Knowing how the Web Crawler processes URLs helps you understand
where a new plugin fits in, because the URL processing is accomplished by a
series of plugins.
Each URL is processed in the following way:
The processing flow is as follows:
- The scheduler determines
which URL should be fetched (this step is not shown in the diagram).
- Fetch: A
Protocol plugin (such as the
protocol-httpclient plugin) fetches the bytes for a
URL and places them in a Content object.
- In-crawl Auth: An
Authenticator plugin can determine whether form-based
authentication is required. If so, a specific login URL can be fetched, as
shown in the diagram.
- Parse: A
Parse plugin parses the content (the Content object )
and generates a
Parse object. It also extracts outlinks. For example,
the
parse-html plugin uses the Neko library to extract the
DOM representation of a HTML page.
- Filter:
ParseFilter plugins do additional processing on raw
and parsed content, because these plugins have access to both the Content and
Parse objects from a particular page.

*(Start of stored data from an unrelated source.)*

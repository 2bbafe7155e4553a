//! HTML escaping: a single routine that short-circuits when no escapable
//! character is present, otherwise applies a one-pass translation table
//! for `&`, `<`, `>`, `"`, `'` (§4.4 point 10).

const ESCAPABLE: [char; 5] = ['&', '<', '>', '"', '\''];

pub fn needs_escape(s: &str) -> bool {
    s.contains(ESCAPABLE)
}

/// Escapes `s`, returning it unchanged (no allocation) when it contains
/// none of `{&,<,>,",'}` (§8 property 4).
pub fn escape(s: &str) -> std::borrow::Cow<'_, str> {
    if !needs_escape(s) {
        return std::borrow::Cow::Borrowed(s);
    }
    let mut out = String::with_capacity(s.len() + 8);
    for ch in s.chars() {
        match ch {
            '&' => out.push_str("&amp;"),
            '<' => out.push_str("&lt;"),
            '>' => out.push_str("&gt;"),
            '"' => out.push_str("&quot;"),
            '\'' => out.push_str("&#x27;"),
            other => out.push(other),
        }
    }
    std::borrow::Cow::Owned(out)
}

#[cfg(test)]
mod tests {
    use super::*;

    #[test]
    fn unescaped_passthrough() {
        assert!(matches!(escape("hello"), std::borrow::Cow::Borrowed(_)));
    }

    #[test]
    fn escapes_all_five() {
        assert_eq!(escape(r#"<a href="x">'&'</a>"#), "&lt;a href=&quot;x&quot;&gt;&#x27;&amp;&#x27;&lt;/a&gt;");
    }

    #[test]
    fn double_escape_is_not_idempotent() {
        let once = escape("<b>").into_owned();
        let twice = escape(&once).into_owned();
        assert_ne!(once, twice);
        assert_eq!(twice, "&amp;lt;b&amp;gt;");
    }
}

For example, the
endeca-xpath-filter plugin (if activated) uses XPath
expressions to prune documents.
- Generate: A record is
generated and written to the record output file. In addition, any outlinks are
queued by the scheduler to be fetched.
In the processing flow, the sample
htmlmetatags plugin would be part of step 5, because it
does additional processing of the parsed content.